Hadoop in Practice collects nearly 100 Hadoop examples and presents them in a problem/solution format. Each technique addresses a specific task you'll face, like querying big data using Pig or writing a log file loader. You'll explore each problem step by step, learning both how to build and deploy that specific solution along with the thinking that went into its design. As you work through the tasks, you'll find yourself growing more comfortable with Hadoop and at home in the world of big data.
“Hadoop in Practice” covers recipes/techniques for working with Hadoop. The 85 techniques range from pure Hadoop to related technologies like Mahout and Pig. There was good discussion of algorithms.
Java is definitely a pre-requisite. The book says you should have some knowledge of HDFS and MapReduce. Yet chapter one starts with “what is hadoop.” It reads better as a review than an intro and doesn't fit with the rest of the book. It also assumes you haven't installed/started Hadoop. You really should read an intro book first and skim chapter one.
I particularly liked the chapters on MapReduce and performance. The overview of iostat and vmstat was clear and better than in many UNIX books. I also liked the AST explain plan. The techniques about when to use joins and sorts seemed like they would be in “Hadoop in Action” as well. Yet the comparison of different types fit well.
Each chapter begins with a conceptual overview which was very useful. The book also contains many diagrams to add clarity.
Disclosure: I received a copy of this book from the publisher in exchange for writing this review.
First thing: This is not about how to deal with Hadoop in a real environment; this a cookbook of recipes for working with Hadoop, some of them that you won't ever use.
Second: The book uses a structure of "Explanation/Problem/Solution/Discussion". While the formula usually works, here is simply to add more words, because "Problem" is tailored exclusively to pair with the "Explanation". Not only that but "Solution" is basically a rehearsal of the "Explanation". Something like "Hadoop comes with it's own class for dealing with X file format; Problem: You have files in the X format and want to process them in Hadoop; Solution: Use the classes in Hadoop". This basically throw the whole structure under a bus.
Third: There is plenty of code examples, and most are terrible. I don't mean "The code doesn't compile" or "It doesn't follow any good practices". I mean it uses some cutesy arrows to point to some pieces of code, which means it's an image instead of a real code, which means you can't copy'n'paste if needed. Also, those arrows could be easily be converted to comments, except most comments would fall into the "i = i + 1; // increments i" category -- useless comments pointing to obvious things. If it would tell you why you're incrementing "i" instead of what it's doing, it would at least be interesting.
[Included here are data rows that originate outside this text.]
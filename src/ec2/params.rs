use std::collections::HashMap;

/// The flat key/value parameters of an EC2 Query API request.
#[derive(Debug, Clone, Default, PartialEq)]
pub struct Params(HashMap<String, String>);

impl Params {
    pub fn new(params: HashMap<String, String>) -> Self {
        Self(params)
    }

    pub fn get(&self, key: &str) -> Option<&str> {
        self.0.get(key).map(String::as_str)
    }

    pub fn scalar(&self, key: &str, default: &str) -> String {
        decode_scalar(&self.0, key, default)
    }

    pub fn owned(&self, key: &str) -> Option<String> {
        self.get(key).map(str::to_string)
    }

    pub fn indexed_list(&self, mask: &str) -> Vec<String> {
        decode_indexed_list(mask, &self.0)
    }

    pub fn iter(&self) -> impl Iterator<Item = (&str, &str)> {
        self.0.iter().map(|(k, v)| (k.as_str(), v.as_str()))
    }
}

impl FromIterator<(String, String)> for Params {
    fn from_iter<I: IntoIterator<Item = (String, String)>>(iter: I) -> Self {
        Self(HashMap::from_iter(iter))
    }
}

impl Extend<(String, String)> for Params {
    fn extend<I: IntoIterator<Item = (String, String)>>(&mut self, iter: I) {
        self.0.extend(iter)
    }
}

pub fn decode_scalar(params: &HashMap<String, String>, key: &str, default: &str) -> String {
    params
        .get(key)
        .cloned()
        .unwrap_or_else(|| default.to_string())
}

/// Collect `mask.1`, `mask.2`, ... in index order, stopping at the first
/// missing index.
pub fn decode_indexed_list(mask: &str, params: &HashMap<String, String>) -> Vec<String> {
    (1..)
        .map_while(|i| params.get(&format!("{mask}.{i}")).cloned())
        .collect()
}

/// Integer conversion of count parameters: optional leading whitespace and
/// sign, then as many decimal digits as present. No digits gives 0.
pub fn leading_int(text: &str) -> i64 {
    let text = text.trim_start();
    let (negative, digits) = match text.as_bytes().first() {
        Some(b'-') => (true, &text[1..]),
        Some(b'+') => (false, &text[1..]),
        _ => (false, text),
    };
    let magnitude = digits
        .bytes()
        .take_while(u8::is_ascii_digit)
        .fold(0i64, |acc, d| {
            acc.saturating_mul(10).saturating_add(i64::from(d - b'0'))
        });
    if negative {
        -magnitude
    } else {
        magnitude
    }
}

#[cfg(test)]
mod tests {
    use super::*;

    fn params(pairs: &[(&str, &str)]) -> HashMap<String, String> {
        pairs
            .iter()
            .map(|(k, v)| (k.to_string(), v.to_string()))
            .collect()
    }

    #[test]
    fn test_indexed_list_stops_at_gap() {
        let p = params(&[("Group.2", "b"), ("Group.1", "a"), ("Group.4", "d")]);
        assert_eq!(decode_indexed_list("Group", &p), ["a", "b"]);
    }

    #[test]
    fn test_indexed_list_ignores_other_keys() {
        let p = params(&[
            ("SecurityGroup.1", "default"),
            ("SecurityGroupX.2", "nope"),
            ("SecurityGroup", "bare"),
            ("SecurityGroup.01", "padded"),
            ("Action", "RunInstances"),
            ("SecurityGroup.2", "web"),
        ]);
        assert_eq!(decode_indexed_list("SecurityGroup", &p), ["default", "web"]);
    }

    #[test]
    fn test_indexed_list_missing_first_index() {
        let p = params(&[("InstanceId.2", "i-2"), ("InstanceId.3", "i-3")]);
        assert!(decode_indexed_list("InstanceId", &p).is_empty());
        assert!(decode_indexed_list("InstanceId", &HashMap::new()).is_empty());
    }

    #[test]
    fn test_indexed_list_order_independent() {
        let forward = params(&[("Id.1", "x"), ("Id.2", "y"), ("Id.3", "z")]);
        let mut reversed = HashMap::new();
        for i in (1..=3).rev() {
            reversed.insert(format!("Id.{i}"), forward[&format!("Id.{i}")].clone());
        }
        assert_eq!(
            decode_indexed_list("Id", &forward),
            decode_indexed_list("Id", &reversed)
        );
    }

    #[test]
    fn test_scalar_default() {
        let p = Params::new(params(&[("KeyName", "demo"), ("UserData", "")]));
        assert_eq!(p.scalar("KeyName", "none"), "demo");
        assert_eq!(p.scalar("UserData", "none"), "");
        assert_eq!(p.scalar("ImageId", "wmi-default"), "wmi-default");
    }

    #[test]
    fn test_leading_int() {
        assert_eq!(leading_int("12"), 12);
        assert_eq!(leading_int("  7"), 7);
        assert_eq!(leading_int("12abc"), 12);
        assert_eq!(leading_int("abc"), 0);
        assert_eq!(leading_int(""), 0);
        assert_eq!(leading_int("-3"), -3);
        assert_eq!(leading_int("+4"), 4);
        assert_eq!(leading_int("1.9"), 1);
        assert_eq!(leading_int("99999999999999999999999"), i64::MAX);
    }
}
mod cli;

use anyhow::Result;
use clap::{Parser, Subcommand};
use cli::{ConfigArgs, ServeArgs};
use tracing_subscriber::EnvFilter;

#[derive(Parser)]
#[command(author, version, about, long_about = None)]
#[command(propagate_version = true)]
struct Cli {
    #[command(subcommand)]
    command: Commands,
}

#[derive(Subcommand)]
enum Commands {
    /// Serve the EC2 Query API
    Serve(ServeArgs),
    /// Print the resolved configuration
    Config(ConfigArgs),
}

/// `RUST_LOG` as given, or `info` when it is unset or does not parse.
fn log_filter(directives: Option<&str>) -> EnvFilter {
    directives
        .and_then(|d| EnvFilter::try_new(d).ok())
        .unwrap_or_else(|| EnvFilter::new("info"))
}

#[tokio::main]
async fn main() -> Result<()> {
    tracing_subscriber::fmt()
        .with_env_filter(log_filter(std::env::var("RUST_LOG").ok().as_deref()))
        .init();

    let cli = Cli::parse();

    use Commands::*;
    match cli.command {
        Serve(args) => args.main().await,
        Config(args) => args.main(),
    }
}
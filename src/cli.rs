mod config;
mod serve;

pub use config::ConfigArgs;
pub use serve::ServeArgs;
use std::path::PathBuf;

use anyhow::{Context, Result};
use clap::Args;
use ec2_to_vdc::config::AdapterConfig;

#[derive(Args, Debug)]
pub struct ConfigArgs {
    /// Configuration file (default: platform configuration directory)
    #[arg(long, short = 'c')]
    config: Option<PathBuf>,

    /// Only print the configuration file path
    #[arg(long, short = 'p')]
    path: bool,
}

impl ConfigArgs {
    pub fn main(self) -> Result<()> {
        let path = AdapterConfig::file_path(self.config.as_deref())?;
        if self.path {
            println!("{}", path.display());
            return Ok(());
        }

        let config = AdapterConfig::load(Some(&path))
            .with_context(|| format!("could not load {}", path.display()))?;
        println!("# {}", path.display());
        println!("{config:#?}");
        println!("base_url: {}", config.base_url());
        Ok(())
    }
}
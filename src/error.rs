use thiserror::Error;

pub type Result<T, E = Error> = std::result::Result<T, E>;

/// Failures surfaced while translating a request.
///
/// An unsupported action is not an error: it is a regular reply, see
/// [`crate::ec2::Reply`].
#[derive(Debug, Error)]
pub enum Error {
    /// The call to the VDC API did not complete (refused, reset, timed out).
    #[error("VDC request to {url} failed: {source}")]
    Transport {
        url: String,
        #[source]
        source: reqwest::Error,
    },

    /// The VDC API answered with a body that is not the expected JSON.
    #[error("VDC response from {url} could not be decoded: {source}")]
    Decode {
        url: String,
        #[source]
        source: serde_json::Error,
    },

    #[error("invalid VDC API base url '{0}'")]
    BaseUrl(String),

    /// A sequential batch stopped at its first failing call.
    #[error("{action} aborted after {completed} of {requested} calls (processed: [{}]): {source}", .processed.join(", "))]
    PartialBatch {
        action: &'static str,
        completed: usize,
        requested: usize,
        processed: Vec<String>,
        #[source]
        source: Box<Error>,
    },

    #[error("malformed request parameters: {0}")]
    MalformedQuery(#[from] serde_urlencoded::de::Error),
}

impl Error {
    /// The EC2 error code reported to the client.
    pub fn code(&self) -> &'static str {
        match self {
            Error::Transport { .. } => "Unavailable",
            Error::MalformedQuery(_) => "InvalidParameterValue",
            Error::Decode { .. } | Error::BaseUrl(_) | Error::PartialBatch { .. } => {
                "InternalError"
            }
        }
    }

    pub(crate) fn partial_batch(
        action: &'static str,
        processed: Vec<String>,
        requested: usize,
        source: Error,
    ) -> Self {
        Error::PartialBatch {
            action,
            completed: processed.len(),
            requested,
            processed,
            source: Box::new(source),
        }
    }
}
/* src/error.rs */

/// Errors that can occur while parsing, decrypting or reassembling QUIC
/// Initial packets.
///
/// The flow-level entry points never return these; they are converted into
/// "skip this packet" or into an [`Outcome`](crate::Outcome) at the point
/// they occur.
#[derive(Debug, thiserror::Error)]
pub enum Error {
	/// The input buffer is shorter than required.
	#[error("buffer too short: need at least {need} bytes, have {have}")]
	BufferTooShort {
		/// Minimum number of bytes required.
		need: usize,
		/// Actual number of bytes available.
		have: usize,
	},

	/// The packet does not have the long header form bit set.
	#[error("not a QUIC long header packet")]
	NotLongHeader,

	/// The long header carries version `0x00000000`.
	#[error("version negotiation packet")]
	VersionNegotiation,

	/// The QUIC version is neither v1 nor v2.
	#[error("unsupported QUIC version: {0:#010x}")]
	UnsupportedVersion(u32),

	/// The packet is a long header but not an Initial packet.
	#[error("not an Initial packet (type bits: {0:#04x})")]
	NotInitialPacket(u8),

	/// Retry packets have no `Length` field, so nothing after them can be
	/// located.
	#[error("retry packet")]
	RetryPacket,

	/// A connection ID length field exceeds the protocol maximum of 20 bytes.
	#[error("connection ID length {0} exceeds maximum of 20")]
	InvalidCidLength(u8),

	/// Header protection removal, key derivation or AEAD decryption failed.
	#[error("decryption failed: {0}")]
	DecryptionFailed(String),

	/// A frame was truncated before its declared length.
	#[error("truncated frame at offset {offset}")]
	TruncatedFrame {
		/// The byte offset within the decrypted payload where truncation occurred.
		offset: u64,
	},

	/// A frame type other than PADDING, PING, ACK or CRYPTO.
	#[error("unexpected frame type {0:#04x} in Initial packet")]
	UnknownFrame(u64),

	/// The variable-length integer encoding is malformed.
	#[error("invalid varint encoding")]
	InvalidVarint,

	/// The crypto stream does not start with a `client_hello` handshake.
	#[error("not a ClientHello (handshake type {0:#04x})")]
	NotClientHello(u8),
}
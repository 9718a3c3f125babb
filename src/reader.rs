/* src/reader.rs */

use crate::error::Error;
use crate::varint::read_varint;

/// Bounds-checked cursor over a byte slice.
///
/// Every read either returns the requested field and advances, or returns
/// [`Error::BufferTooShort`] (or [`Error::InvalidVarint`]) and leaves the
/// position where it was. `need` and `have` in the error are absolute
/// counts within the underlying buffer, not relative to the cursor.
#[derive(Debug, Clone)]
pub struct Reader<'a> {
	buf: &'a [u8],
	pos: usize,
}

impl<'a> Reader<'a> {
	/// Start reading at the beginning of `buf`.
	#[must_use]
	pub const fn new(buf: &'a [u8]) -> Self {
		Self { buf, pos: 0 }
	}

	/// Start reading at `pos`. A position past the end behaves like an
	/// exhausted reader.
	#[must_use]
	pub const fn at(buf: &'a [u8], pos: usize) -> Self {
		Self { buf, pos }
	}

	/// Current absolute position in the underlying buffer.
	#[must_use]
	pub const fn position(&self) -> usize {
		self.pos
	}

	/// Bytes left after the current position.
	#[must_use]
	pub const fn remaining(&self) -> usize {
		self.buf.len().saturating_sub(self.pos)
	}

	/// `true` when no bytes are left.
	#[must_use]
	pub const fn is_empty(&self) -> bool {
		self.remaining() == 0
	}

	/// Take the next `n` bytes.
	///
	/// # Errors
	///
	/// Returns [`Error::BufferTooShort`] when fewer than `n` bytes remain.
	pub fn read_bytes(&mut self, n: usize) -> Result<&'a [u8], Error> {
		let end = self.pos.checked_add(n).ok_or(Error::BufferTooShort {
			need: usize::MAX,
			have: self.buf.len(),
		})?;
		let bytes = self.buf.get(self.pos..end).ok_or(Error::BufferTooShort {
			need: end,
			have: self.buf.len(),
		})?;
		self.pos = end;
		Ok(bytes)
	}

	/// Advance past `n` bytes without looking at them.
	///
	/// # Errors
	///
	/// Returns [`Error::BufferTooShort`] when fewer than `n` bytes remain.
	pub fn skip(&mut self, n: usize) -> Result<(), Error> {
		self.read_bytes(n).map(|_| ())
	}

	/// Read one byte.
	///
	/// # Errors
	///
	/// Returns [`Error::BufferTooShort`] at the end of the buffer.
	pub fn read_u8(&mut self) -> Result<u8, Error> {
		Ok(self.read_array::<1>()?[0])
	}

	/// Read a big-endian `u16`.
	///
	/// # Errors
	///
	/// Returns [`Error::BufferTooShort`] when fewer than 2 bytes remain.
	pub fn read_u16(&mut self) -> Result<u16, Error> {
		self.read_array().map(u16::from_be_bytes)
	}

	/// Read a big-endian 24-bit integer, as used by TLS handshake headers.
	///
	/// # Errors
	///
	/// Returns [`Error::BufferTooShort`] when fewer than 3 bytes remain.
	pub fn read_u24(&mut self) -> Result<u32, Error> {
		let [a, b, c] = self.read_array()?;
		Ok(u32::from_be_bytes([0, a, b, c]))
	}

	/// Read a big-endian `u32`.
	///
	/// # Errors
	///
	/// Returns [`Error::BufferTooShort`] when fewer than 4 bytes remain.
	pub fn read_u32(&mut self) -> Result<u32, Error> {
		self.read_array().map(u32::from_be_bytes)
	}

	/// Read a QUIC variable-length integer.
	///
	/// # Errors
	///
	/// Returns [`Error::InvalidVarint`] when the encoding is cut short.
	pub fn read_varint(&mut self) -> Result<u64, Error> {
		let rest = self.buf.get(self.pos..).ok_or(Error::InvalidVarint)?;
		let (val, len) = read_varint(rest)?;
		self.pos += len;
		Ok(val)
	}

	/// Read a field prefixed by a one-byte length.
	///
	/// # Errors
	///
	/// Returns [`Error::BufferTooShort`] when the length or body is cut short.
	pub fn read_u8_prefixed(&mut self) -> Result<&'a [u8], Error> {
		self.prefixed(|r| r.read_u8().map(usize::from))
	}

	/// Read a field prefixed by a big-endian two-byte length.
	///
	/// # Errors
	///
	/// Returns [`Error::BufferTooShort`] when the length or body is cut short.
	pub fn read_u16_prefixed(&mut self) -> Result<&'a [u8], Error> {
		self.prefixed(|r| r.read_u16().map(usize::from))
	}

	/// Read a field prefixed by a varint length.
	///
	/// # Errors
	///
	/// Returns [`Error::InvalidVarint`] or [`Error::BufferTooShort`] when the
	/// length or body is cut short.
	pub fn read_varint_prefixed(&mut self) -> Result<&'a [u8], Error> {
		self.prefixed(|r| r.read_varint_len())
	}

	/// Read a varint that counts bytes in this buffer.
	pub(crate) fn read_varint_len(&mut self) -> Result<usize, Error> {
		let val = self.read_varint()?;
		usize::try_from(val).map_err(|_| Error::BufferTooShort {
			need: usize::MAX,
			have: self.buf.len(),
		})
	}

	fn read_array<const N: usize>(&mut self) -> Result<[u8; N], Error> {
		let bytes = self.read_bytes(N)?;
		let mut out = [0u8; N];
		out.copy_from_slice(bytes);
		Ok(out)
	}

	// Rewinds on failure so a half-read prefix never moves the cursor.
	fn prefixed(
		&mut self,
		read_len: impl FnOnce(&mut Self) -> Result<usize, Error>,
	) -> Result<&'a [u8], Error> {
		let start = self.pos;
		let body = read_len(self).and_then(|len| self.read_bytes(len));
		if body.is_err() {
			self.pos = start;
		}
		body
	}
}
/* src/varint.rs */

use crate::error::Error;

/// Decode a QUIC variable-length integer from the start of `buf`.
///
/// Returns the decoded value and the number of bytes consumed (1, 2, 4, or 8).
/// The encoding is defined in RFC 9000 Section 16.
///
/// # Errors
///
/// Returns [`Error::InvalidVarint`] when `buf` is empty or too short for the
/// indicated encoding length.
#[must_use = "returns the decoded value without modifying the buffer"]
pub fn read_varint(buf: &[u8]) -> Result<(u64, usize), Error> {
	let &first = buf.first().ok_or(Error::InvalidVarint)?;
	let len = varint_len(first);

	let encoded = buf.get(..len).ok_or(Error::InvalidVarint)?;
	let val = encoded[1..]
		.iter()
		.fold(u64::from(first & 0x3f), |acc, &b| (acc << 8) | u64::from(b));
	Ok((val, len))
}

/// Encoded length selected by the two high bits of the first byte.
const fn varint_len(first: u8) -> usize {
	1usize << (first >> 6)
}
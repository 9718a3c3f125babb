/* demos/sniff_initial.rs */

#![allow(missing_docs)]

// Feeds client-to-server datagrams of one flow to the extractor until it
// reaches a verdict.
//
// Each argument is one datagram in hex. Without arguments the RFC 9001
// Appendix A.2 client Initial is used, which carries SNI "example.com".

use std::time::Instant;

use quic_sni::{Extraction, parse_initial};

fn main() {
	let datagrams: Vec<Vec<u8>> = match std::env::args().skip(1).collect::<Vec<_>>() {
		args if args.is_empty() => vec![rfc9001_client_initial()],
		args => args.iter().map(|a| hex_decode(a)).collect(),
	};

	if let Ok(header) = parse_initial(&datagrams[0]) {
		println!(
			"flow: version={:#010x} dcid={}",
			header.version.wire(),
			hex(header.dcid)
		);
	}

	let mut state = None;
	for (i, datagram) in datagrams.iter().enumerate() {
		match quic_sni::try_extract_sni(datagram, state.take(), Instant::now()) {
			Extraction::NeedMore(next) => {
				println!(
					"datagram {i}: need more ({} segments, {} packets left)",
					next.segment_count(),
					next.packets_remaining()
				);
				state = Some(next);
			}
			Extraction::Found(sni) => {
				println!("datagram {i}: SNI {sni}");
				return;
			}
			other => {
				println!("datagram {i}: {:?}", other.outcome());
				return;
			}
		}
	}

	println!("ran out of datagrams");
}

fn hex(bytes: &[u8]) -> String {
	bytes.iter().map(|b| format!("{b:02x}")).collect()
}

fn rfc9001_client_initial() -> Vec<u8> {
	hex_decode(concat!(
		"c000000001088394c8f03e515708",
		"0000449e",
		"7b9aec34d1b1c98dd7689fb8ec11",
		"d242b123dc9bd8bab936b47d92ec356c",
		"0bab7df5976d27cd449f63300099f399",
		"1c260ec4c60d17b31f8429157bb35a12",
		"82a643a8d2262cad67500cadb8e7378c",
		"8eb7539ec4d4905fed1bee1fc8aafba1",
		"7c750e2c7ace01e6005f80fcb7df6212",
		"30c83711b39343fa028cea7f7fb5ff89",
		"eac2308249a02252155e2347b63d58c5",
		"457afd84d05dfffdb20392844ae81215",
		"4682e9cf012f9021a6f0be17ddd0c208",
		"4dce25ff9b06cde535d0f920a2db1bf3",
		"62c23e596dee38f5a6cf3948838a3aec",
		"4e15daf8500a6ef69ec4e3feb6b1d98e",
		"610ac8b7ec3faf6ad760b7bad1db4ba3",
		"485e8a94dc250ae3fdb41ed15fb6a8e5",
		"eba0fc3dd60bc8e30c5c4287e53805db",
		"059ae0648db2f64264ed5e39be2e20d8",
		"2df566da8dd5998ccabdae053060ae6c",
		"7b4378e846d29f37ed7b4ea9ec5d82e7",
		"961b7f25a9323851f681d582363aa5f8",
		"9937f5a67258bf63ad6f1a0b1d96dbd4",
		"faddfcefc5266ba6611722395c906556",
		"be52afe3f565636ad1b17d508b73d874",
		"3eeb524be22b3dcbc2c7468d54119c74",
		"68449a13d8e3b95811a198f3491de3e7",
		"fe942b330407abf82a4ed7c1b311663a",
		"c69890f4157015853d91e923037c227a",
		"33cdd5ec281ca3f79c44546b9d90ca00",
		"f064c99e3dd97911d39fe9c5d0b23a22",
		"9a234cb36186c4819e8b9c592772663229",
		"1d6a418211cc2962e20fe47feb3edf33",
		"0f2c603a9d48c0fcb5699dbfe5896425",
		"c5bac4aee82e57a85aaf4e2513e4f057",
		"96b07ba2ee47d80506f8d2c25e50fd14",
		"de71e6c418559302f939b0e1abd576f2",
		"79c4b2e0feb85c1f28ff18f58891ffef",
		"132eef2fa09346aee33c28eb130ff28f",
		"5b766953334113211996d20011a198e3",
		"fc433f9f2541010ae17c1bf202580f60",
		"47472fb36857fe843b19f5984009ddc3",
		"24044e847a4f4a0ab34f719595de3725",
		"2d6235365e9b84392b061085349d7320",
		"3a4a13e96f5432ec0fd4a1ee65accdd5",
		"e3904df54c1da510b0ff20dcc0c77fcb",
		"2c0e0eb605cb0504db87632cf3d8b4da",
		"e6e705769d1de354270123cb11450efc",
		"60ac47683d7b8d0f811365565fd98c4c",
		"8eb936bcab8d069fc33bd801b03adea2",
		"e1fbc5aa463d08ca19896d2bf59a071b",
		"851e6c239052172f296bfb5e72404790",
		"a2181014f3b94a4e97d117b438130368",
		"cc39dbb2d198065ae3986547926cd216",
		"2f40a29f0c3c8745c0f50fba3852e566",
		"d44575c29d39a03f0cda721984b6f440",
		"591f355e12d439ff150aab7613499dbd",
		"49adabc8676eef023b15b65bfc5ca069",
		"48109f23f350db82123535eb8a7433bd",
		"abcb909271a6ecbcb58b936a88cd4e8f",
		"2e6ff5800175f113253d8fa9ca8885c2",
		"f552e657dc603f252e1a8e308f76f0be",
		"79e2fb8f5d5fbbe2e30ecadd220723c8",
		"c0aea8078cdfcb3868263ff8f0940054",
		"da48781893a7e49ad5aff4af300cd804",
		"a6b6279ab3ff3afb64491c85194aab76",
		"0d58a606654f9f4400e8b38591356fbf",
		"6425aca26dc85244259ff2b19c41b9f9",
		"6f3ca9ec1dde434da7d2d392b905ddf3",
		"d1f9af93d1af5950bd493f5aa731b405",
		"6df31bd267b6b90a079831aaf579be0a",
		"39013137aac6d404f518cfd46840647e",
		"78bfe706ca4cf5e9c5453e9f7cfd2b8b",
		"4c8d169a44e55c88d4a9a7f947424110",
		"92abbdf8b889e5c199d096e3f24788",
	))
}

fn hex_decode(s: &str) -> Vec<u8> {
	(0..s.len())
		.step_by(2)
		.map(|i| u8::from_str_radix(&s[i..i + 2], 16).expect("valid hex"))
		.collect()
}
There may be something useful there if you have a specific problem with Hadoop. But if you have a single, specific problem, you'd Google it instead of buying a book with a bunch of other solutions that doesn't affect you.
I've read this book, but it's damn hard to rate it.
On one hand - it dives into some details I was totally not prepared to dive into and that was really impressive. I was absolutely impressed with the accuracy and level of detail provided in description of using Avro or Protobuf with Map/Reduce. It indeed seems very useful and I find it as an enabler to try something like that on my own.
But this books seriously requires more than some pracical experience from the reader. It's very hard to apply the knowledge gained if you've just done some basic work using Hadoop and Pig or Hive.
Why is that? Well, that's because of the biggest drawback of this book - it assumes you already have plenty of practical Map/Reduce scenarios and problems you've encountered in your professional career, so it doesn't bother much with real-life scenarios. You won't find many thorough RL situations described in this book. The ones that are presented are really quite simple (ranking referrers, finding Friends of Friends in social network, etc.). That's basically the main reason why I won't award this book with 5 stars.
But to be very honest, I have a feeling that I was not a perfect audience for this book. As its title claims, it's more for real Hadoop practicioners and my RL Hadoop experience seems to limited to benefit fully what I've just read - for instance: Crunch chapter wasn't really that obvious for RL scenario adaptation.